H6 is a knight and taking it doubles blacks pawns on the h file which makes them easy targets later in the game.
I mean, if a bishop has already taken a knight, it getting recaptured isn't exactly that big a deal in most cases. Here you've doubled their pawns on the side they have open to castle from while your stuff seems ready to attack on the other end.
The bishop and the knight are roughly equal in value. Here Bxh6 gxh6 will make a hole in the kingside pawn structure. It would then be risky to castle kingside. If Black wants to castle queenside, they will have to develop some pieces first, while you could castle and start your attack while the Black king is still in the center. So while you don't win any material, you will have a positional advantage. In addition, the doubled pawns are isolated (cannot be protected by pawns) and they are an easy target further in the game.

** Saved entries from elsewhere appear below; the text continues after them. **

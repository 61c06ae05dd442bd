//! `banter payload`: dry-run request building.

use std::path::Path;

use bt_domain::config::{Config, Persona};
use bt_domain::message::Message;
use bt_payload::{BuiltPayload, PayloadBuilder, TurnFlags, WireRequest};
use bt_providers::build_provider;
use serde_json::json;

use crate::history::load_history;

pub fn payload(config: &Config, history: &Path, persona: Option<&Path>, with_body: bool) -> anyhow::Result<()> {
    let history = load_history(history)?;
    let persona = super::resolve_persona(config, persona)?;
    let built = dry_run(config, &history, &persona)?;
    println!("{}", serde_json::to_string_pretty(&render(&built, with_body)?)?);
    Ok(())
}

/// Build against the chat provider's body shape. No keys are needed; with
/// no matching provider the Gemini shape is measured.
fn dry_run(config: &Config, history: &[Message], persona: &Persona) -> anyhow::Result<BuiltPayload> {
    let provider = config
        .chat_provider()
        .map(|cfg| build_provider(cfg, config.chat.base_url_override.as_deref()))
        .transpose()?;
    let model = config
        .chat
        .model
        .clone()
        .or_else(|| provider.as_ref().map(|p| p.default_model().to_string()))
        .unwrap_or_default();

    let body_len = |req: &WireRequest| match &provider {
        Some(p) => p.body_len(&model, req),
        None => req.serialized_len(),
    };
    let built = PayloadBuilder::new(config.budget.clone()).build_measured(
        history,
        &config.chat,
        persona,
        TurnFlags::default(),
        body_len,
    )?;
    Ok(built)
}

fn render(built: &BuiltPayload, with_body: bool) -> anyhow::Result<serde_json::Value> {
    let mut out = json!({ "report": built.report });
    if with_body {
        out["body"] = serde_json::to_value(&built.request)?;
    }
    Ok(out)
}

#[cfg(test)]
mod tests {
    use super::*;
    use bt_domain::config::{AuthConfig, ProviderConfig, ProviderKind};
    use bt_domain::message::Attachment;

    #[test]
    fn body_is_only_included_on_request() {
        let config = Config::default();
        let history = vec![Message::user("hi"), Message::model("hello"), Message::user("bye")];
        let built = dry_run(&config, &history, &config.persona).unwrap();

        let plain = render(&built, false).unwrap();
        assert!(plain.get("body").is_none());
        assert_eq!(plain["report"]["messages"].as_array().unwrap().len(), 3);

        let full = render(&built, true).unwrap();
        assert_eq!(full["body"]["contents"].as_array().unwrap().len(), 3);
    }

    #[test]
    fn dry_run_measures_the_chat_provider_body() {
        let mut config = Config::default();
        config.budget.max_payload_bytes = 4_000;
        config.chat.provider = "relay".into();
        config.providers.push(ProviderConfig {
            id: "relay".into(),
            kind: ProviderKind::OpenaiCompat,
            base_url: "https://relay.example.test/v1".into(),
            auth: AuthConfig::default(),
            default_model: Some("gpt-4o-mini".into()),
            models: vec![],
        });
        let history: Vec<Message> = (0..200)
            .map(|_| Message::user("").with_attachment(Attachment::new("image/png", "QUJD")))
            .collect();

        let built = dry_run(&config, &history, &config.persona).unwrap();
        assert!(built.report.serialized_bytes <= 4_000);
        assert!(built.report.serialized_bytes > built.request.serialized_len());
    }
}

Castling is the obvious second good candidate move, the third one is h3 (preventing Ng4 or Bg4 and practically makes the knight almost useless for a while as it can only move back to g8).
The point about black's pawns structure being damaged is correct. However, in this specific case, I'd play Bg5 first here, then capture with Bxh6 after black saves his queen. All of black's responses to save the queen are weakening:
a) f6 opens the black king to attack on the h5-e8 diagonal, and further weakens the kingside pawns after Bxh6 gxh6
b) Ne7 deactivates the queen's knight and relieves the pressure on white's d4 pawn
c) Qd7 blocks in the light square bishop (this is probably best, though)

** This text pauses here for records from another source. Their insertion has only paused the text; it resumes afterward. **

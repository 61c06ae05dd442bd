use serde::{Deserialize, Serialize};

// ━━━━━━━━━━━━━━━━━━━━━━━━━━━━━━━━━━━━━━━━━━━━━━━━━━━━━━━━━━━━━━━━━━
// Payload budget heuristics
// ━━━━━━━━━━━━━━━━━━━━━━━━━━━━━━━━━━━━━━━━━━━━━━━━━━━━━━━━━━━━━━━━━━

/// Size limits and heuristics used when fitting history into a request.
#[derive(Debug, Clone, Serialize, Deserialize)]
pub struct BudgetConfig {
    /// Hard ceiling on the serialized request body.
    #[serde(default = "d_200mib")]
    pub max_payload_bytes: usize,
    /// Raw message bytes are multiplied by this to approximate the wire
    /// form (role tags, array structure, provider envelope). An upper bound,
    /// not a measurement.
    #[serde(default = "d_1_8")]
    pub inflation_factor: f64,
    /// Text-only messages larger than this may be tail-truncated.
    #[serde(default = "d_500kb")]
    pub truncation_threshold_bytes: usize,
    /// Number of trailing characters kept when a message is truncated.
    #[serde(default = "d_2000")]
    pub truncate_keep_chars: usize,
}

impl Default for BudgetConfig {
    fn default() -> Self {
        Self {
            max_payload_bytes: d_200mib(),
            inflation_factor: d_1_8(),
            truncation_threshold_bytes: d_500kb(),
            truncate_keep_chars: d_2000(),
        }
    }
}

// ── serde default helpers ───────────────────────────────────────────

fn d_200mib() -> usize {
    200 * 1024 * 1024
}
fn d_1_8() -> f64 {
    1.8
}
fn d_500kb() -> usize {
    500 * 1024
}
fn d_2000() -> usize {
    2_000
}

And of course, black can always blunder the queen. In any case, black has to answer the threat, so the knight stays on h6 regardless. If you mean to trade off to double up black's h-pawns, might as well use the bishop to soften black's position elsewhere before you do so.
This kind of tactic is called a zwischenzug, meaning "in-between move". Instead of doing an obviously strong capture immediately, you make a threat the opponent must answer in order to gain additional advantage after the capture takes place.
I once won a round one game at a US Open against a player 600 points lower-rated than me. After the game he said he did fairly well by keeping it materially even for more than thirty moves. I responded by saying he lost the game positionally on move six by letting me play BxN(h3) and forcing him to respond with gh and giving himself isolated doubled h pawns. At the time I made the capture I wasn't sure what moves I would end up playing to win but I simply stuck to a plan of trading most of the pieces and winning the ending due to that chronic weakness in his position.